Saved data entries
--------------------
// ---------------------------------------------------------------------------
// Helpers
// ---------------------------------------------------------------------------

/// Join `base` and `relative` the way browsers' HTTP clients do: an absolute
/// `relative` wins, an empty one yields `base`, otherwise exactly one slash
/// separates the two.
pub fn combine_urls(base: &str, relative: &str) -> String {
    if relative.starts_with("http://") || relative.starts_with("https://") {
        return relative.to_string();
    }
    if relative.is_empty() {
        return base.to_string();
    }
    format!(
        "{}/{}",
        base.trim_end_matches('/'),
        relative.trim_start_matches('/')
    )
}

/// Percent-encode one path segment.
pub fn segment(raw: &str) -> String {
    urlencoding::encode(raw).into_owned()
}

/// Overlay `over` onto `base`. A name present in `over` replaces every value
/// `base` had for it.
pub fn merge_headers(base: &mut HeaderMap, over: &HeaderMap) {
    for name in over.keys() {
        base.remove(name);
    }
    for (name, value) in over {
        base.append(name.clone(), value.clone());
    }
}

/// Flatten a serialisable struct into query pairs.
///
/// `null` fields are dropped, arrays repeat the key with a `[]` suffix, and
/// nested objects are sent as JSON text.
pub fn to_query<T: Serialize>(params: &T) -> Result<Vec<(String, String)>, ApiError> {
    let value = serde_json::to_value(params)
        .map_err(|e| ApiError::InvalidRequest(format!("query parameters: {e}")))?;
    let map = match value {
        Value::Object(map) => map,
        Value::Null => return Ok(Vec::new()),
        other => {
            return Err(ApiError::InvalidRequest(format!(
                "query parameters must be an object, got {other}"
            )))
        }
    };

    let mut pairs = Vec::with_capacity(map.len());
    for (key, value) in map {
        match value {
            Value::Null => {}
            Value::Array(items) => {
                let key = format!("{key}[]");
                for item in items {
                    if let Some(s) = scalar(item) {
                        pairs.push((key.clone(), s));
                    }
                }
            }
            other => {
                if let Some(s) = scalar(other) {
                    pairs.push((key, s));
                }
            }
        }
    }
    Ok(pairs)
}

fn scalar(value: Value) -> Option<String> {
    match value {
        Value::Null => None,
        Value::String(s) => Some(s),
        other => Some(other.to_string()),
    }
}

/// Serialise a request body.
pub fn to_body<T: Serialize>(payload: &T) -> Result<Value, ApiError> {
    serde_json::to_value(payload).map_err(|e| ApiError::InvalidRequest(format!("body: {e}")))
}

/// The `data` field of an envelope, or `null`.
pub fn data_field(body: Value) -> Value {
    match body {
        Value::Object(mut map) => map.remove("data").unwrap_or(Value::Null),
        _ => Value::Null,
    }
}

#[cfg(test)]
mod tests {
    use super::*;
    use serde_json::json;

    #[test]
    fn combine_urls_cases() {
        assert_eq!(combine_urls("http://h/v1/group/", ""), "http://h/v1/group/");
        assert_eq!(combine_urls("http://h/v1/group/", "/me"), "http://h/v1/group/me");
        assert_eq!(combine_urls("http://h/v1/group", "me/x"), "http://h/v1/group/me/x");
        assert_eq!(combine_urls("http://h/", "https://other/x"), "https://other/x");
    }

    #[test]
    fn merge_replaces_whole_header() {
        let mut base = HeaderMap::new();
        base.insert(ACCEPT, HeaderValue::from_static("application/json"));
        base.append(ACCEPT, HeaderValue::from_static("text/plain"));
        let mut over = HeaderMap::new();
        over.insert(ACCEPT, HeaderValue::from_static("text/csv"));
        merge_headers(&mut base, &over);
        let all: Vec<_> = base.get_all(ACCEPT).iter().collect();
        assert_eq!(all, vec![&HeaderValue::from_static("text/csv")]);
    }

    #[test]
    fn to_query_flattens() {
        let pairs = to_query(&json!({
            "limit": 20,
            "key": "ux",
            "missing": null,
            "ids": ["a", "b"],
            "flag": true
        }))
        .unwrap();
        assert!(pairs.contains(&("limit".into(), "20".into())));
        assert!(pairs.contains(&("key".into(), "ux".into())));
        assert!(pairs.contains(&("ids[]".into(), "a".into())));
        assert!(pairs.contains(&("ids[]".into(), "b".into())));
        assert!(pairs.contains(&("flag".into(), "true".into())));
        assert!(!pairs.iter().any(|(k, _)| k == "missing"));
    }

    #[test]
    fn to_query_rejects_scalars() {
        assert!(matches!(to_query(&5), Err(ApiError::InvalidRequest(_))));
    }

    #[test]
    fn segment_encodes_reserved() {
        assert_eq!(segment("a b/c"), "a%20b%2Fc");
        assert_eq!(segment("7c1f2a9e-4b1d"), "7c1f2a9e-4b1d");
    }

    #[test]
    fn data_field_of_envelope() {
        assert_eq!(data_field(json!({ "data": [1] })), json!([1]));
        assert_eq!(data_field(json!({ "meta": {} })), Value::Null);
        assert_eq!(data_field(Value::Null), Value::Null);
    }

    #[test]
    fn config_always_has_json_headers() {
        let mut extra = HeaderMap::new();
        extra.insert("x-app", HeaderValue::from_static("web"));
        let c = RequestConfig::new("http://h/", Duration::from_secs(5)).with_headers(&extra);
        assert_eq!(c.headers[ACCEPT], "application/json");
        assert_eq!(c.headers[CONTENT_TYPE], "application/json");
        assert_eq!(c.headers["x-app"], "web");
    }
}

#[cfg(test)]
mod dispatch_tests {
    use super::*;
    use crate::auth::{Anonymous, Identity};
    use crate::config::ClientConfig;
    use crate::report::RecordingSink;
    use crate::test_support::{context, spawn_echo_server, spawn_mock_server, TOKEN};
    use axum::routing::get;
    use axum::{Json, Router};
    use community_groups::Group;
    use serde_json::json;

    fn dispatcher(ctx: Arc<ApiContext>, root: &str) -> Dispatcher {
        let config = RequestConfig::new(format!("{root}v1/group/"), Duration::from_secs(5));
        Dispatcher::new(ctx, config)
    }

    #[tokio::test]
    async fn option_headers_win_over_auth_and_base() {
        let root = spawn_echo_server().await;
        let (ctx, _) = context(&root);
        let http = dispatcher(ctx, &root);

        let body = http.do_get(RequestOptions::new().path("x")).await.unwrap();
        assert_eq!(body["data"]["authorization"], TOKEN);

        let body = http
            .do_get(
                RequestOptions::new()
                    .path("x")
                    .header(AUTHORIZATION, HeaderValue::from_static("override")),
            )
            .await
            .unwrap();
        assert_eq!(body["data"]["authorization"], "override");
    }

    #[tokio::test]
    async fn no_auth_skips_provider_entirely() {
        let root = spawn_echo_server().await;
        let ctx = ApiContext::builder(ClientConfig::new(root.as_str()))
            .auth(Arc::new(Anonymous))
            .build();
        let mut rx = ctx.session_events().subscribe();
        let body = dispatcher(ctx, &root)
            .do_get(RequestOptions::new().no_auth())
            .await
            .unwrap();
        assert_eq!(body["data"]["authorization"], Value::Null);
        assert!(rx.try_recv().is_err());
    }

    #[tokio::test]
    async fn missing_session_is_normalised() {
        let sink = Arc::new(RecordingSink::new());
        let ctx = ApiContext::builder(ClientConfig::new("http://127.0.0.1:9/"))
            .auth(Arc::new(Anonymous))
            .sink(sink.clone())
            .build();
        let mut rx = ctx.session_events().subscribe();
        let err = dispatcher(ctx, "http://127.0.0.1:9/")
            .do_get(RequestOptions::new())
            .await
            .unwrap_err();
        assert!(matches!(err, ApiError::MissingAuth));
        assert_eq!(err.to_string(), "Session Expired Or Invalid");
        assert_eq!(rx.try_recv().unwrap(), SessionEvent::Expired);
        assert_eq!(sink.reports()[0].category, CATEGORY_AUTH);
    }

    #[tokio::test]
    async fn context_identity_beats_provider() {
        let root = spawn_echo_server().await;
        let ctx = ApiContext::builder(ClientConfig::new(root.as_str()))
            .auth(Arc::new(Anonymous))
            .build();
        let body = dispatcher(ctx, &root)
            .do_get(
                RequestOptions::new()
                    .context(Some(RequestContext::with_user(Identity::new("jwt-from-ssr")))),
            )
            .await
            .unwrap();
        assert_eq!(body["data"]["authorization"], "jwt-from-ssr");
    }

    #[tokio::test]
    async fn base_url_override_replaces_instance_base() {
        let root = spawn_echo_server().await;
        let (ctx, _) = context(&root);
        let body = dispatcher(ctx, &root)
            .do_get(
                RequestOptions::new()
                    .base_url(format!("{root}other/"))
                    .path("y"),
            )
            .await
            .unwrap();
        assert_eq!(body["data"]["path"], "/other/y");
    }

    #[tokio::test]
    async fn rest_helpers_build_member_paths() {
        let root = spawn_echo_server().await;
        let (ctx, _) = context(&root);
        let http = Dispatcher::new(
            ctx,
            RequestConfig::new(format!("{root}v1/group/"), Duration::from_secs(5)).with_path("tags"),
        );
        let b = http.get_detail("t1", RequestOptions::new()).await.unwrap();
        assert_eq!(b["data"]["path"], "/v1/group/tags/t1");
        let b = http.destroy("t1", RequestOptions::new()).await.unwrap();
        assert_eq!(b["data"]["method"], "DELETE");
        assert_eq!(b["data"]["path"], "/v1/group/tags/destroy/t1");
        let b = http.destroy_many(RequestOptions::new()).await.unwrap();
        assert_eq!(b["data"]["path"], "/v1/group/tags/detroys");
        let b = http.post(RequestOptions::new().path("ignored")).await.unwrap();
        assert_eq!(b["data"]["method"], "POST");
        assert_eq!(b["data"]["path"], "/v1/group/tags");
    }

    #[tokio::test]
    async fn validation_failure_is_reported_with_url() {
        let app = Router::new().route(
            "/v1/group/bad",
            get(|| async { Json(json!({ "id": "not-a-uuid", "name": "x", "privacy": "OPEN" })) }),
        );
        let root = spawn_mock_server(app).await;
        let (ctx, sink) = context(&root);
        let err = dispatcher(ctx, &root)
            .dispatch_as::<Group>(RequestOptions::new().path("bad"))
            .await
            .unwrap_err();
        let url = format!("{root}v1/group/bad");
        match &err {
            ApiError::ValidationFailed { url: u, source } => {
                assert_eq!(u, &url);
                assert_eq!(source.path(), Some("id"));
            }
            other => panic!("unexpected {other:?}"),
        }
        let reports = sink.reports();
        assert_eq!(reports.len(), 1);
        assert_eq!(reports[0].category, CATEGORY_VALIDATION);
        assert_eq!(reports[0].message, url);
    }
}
--------------------
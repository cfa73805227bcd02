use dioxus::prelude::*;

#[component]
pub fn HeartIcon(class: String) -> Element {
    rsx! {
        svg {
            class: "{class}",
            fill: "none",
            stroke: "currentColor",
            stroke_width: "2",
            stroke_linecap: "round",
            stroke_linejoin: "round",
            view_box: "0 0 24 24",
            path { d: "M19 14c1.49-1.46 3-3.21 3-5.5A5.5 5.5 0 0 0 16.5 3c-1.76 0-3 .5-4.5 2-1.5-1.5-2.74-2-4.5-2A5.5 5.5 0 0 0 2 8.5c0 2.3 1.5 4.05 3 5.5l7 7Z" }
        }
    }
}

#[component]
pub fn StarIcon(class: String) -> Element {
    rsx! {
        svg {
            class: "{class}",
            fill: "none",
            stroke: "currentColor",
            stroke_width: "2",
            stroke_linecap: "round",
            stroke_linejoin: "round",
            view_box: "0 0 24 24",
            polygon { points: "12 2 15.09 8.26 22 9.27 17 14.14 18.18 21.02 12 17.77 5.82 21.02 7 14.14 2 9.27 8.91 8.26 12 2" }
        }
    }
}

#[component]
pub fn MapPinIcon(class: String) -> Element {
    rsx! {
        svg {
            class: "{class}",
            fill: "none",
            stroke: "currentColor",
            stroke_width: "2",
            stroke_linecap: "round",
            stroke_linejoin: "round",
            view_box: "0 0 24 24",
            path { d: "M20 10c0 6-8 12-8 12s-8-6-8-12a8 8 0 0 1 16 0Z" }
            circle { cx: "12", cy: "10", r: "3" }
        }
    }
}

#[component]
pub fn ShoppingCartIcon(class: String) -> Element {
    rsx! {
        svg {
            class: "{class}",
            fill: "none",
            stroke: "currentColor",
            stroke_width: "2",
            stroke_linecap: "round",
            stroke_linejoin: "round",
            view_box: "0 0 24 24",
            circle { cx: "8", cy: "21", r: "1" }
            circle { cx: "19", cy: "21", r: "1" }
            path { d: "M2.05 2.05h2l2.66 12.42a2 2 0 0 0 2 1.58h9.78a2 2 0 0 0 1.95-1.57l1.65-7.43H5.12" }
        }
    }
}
--------------------
What is required = Return, word for word, the lines of the data above from the line with "return base.to_string();" through the line with "if let Some(s) = scalar(other)", inclusive.

Answer box =
        return base.to_string();
    }
    format!(
        "{}/{}",
        base.trim_end_matches('/'),
        relative.trim_start_matches('/')
    )
}

/// Percent-encode one path segment.
pub fn segment(raw: &str) -> String {
    urlencoding::encode(raw).into_owned()
}

/// Overlay `over` onto `base`. A name present in `over` replaces every value
/// `base` had for it.
pub fn merge_headers(base: &mut HeaderMap, over: &HeaderMap) {
    for name in over.keys() {
        base.remove(name);
    }
    for (name, value) in over {
        base.append(name.clone(), value.clone());
    }
}

/// Flatten a serialisable struct into query pairs.
///
/// `null` fields are dropped, arrays repeat the key with a `[]` suffix, and
/// nested objects are sent as JSON text.
pub fn to_query<T: Serialize>(params: &T) -> Result<Vec<(String, String)>, ApiError> {
    let value = serde_json::to_value(params)
        .map_err(|e| ApiError::InvalidRequest(format!("query parameters: {e}")))?;
    let map = match value {
        Value::Object(map) => map,
        Value::Null => return Ok(Vec::new()),
        other => {
            return Err(ApiError::InvalidRequest(format!(
                "query parameters must be an object, got {other}"
            )))
        }
    };

    let mut pairs = Vec::with_capacity(map.len());
    for (key, value) in map {
        match value {
            Value::Null => {}
            Value::Array(items) => {
                let key = format!("{key}[]");
                for item in items {
                    if let Some(s) = scalar(item) {
                        pairs.push((key.clone(), s));
                    }
                }
            }
            other => {
                if let Some(s) = scalar(other) {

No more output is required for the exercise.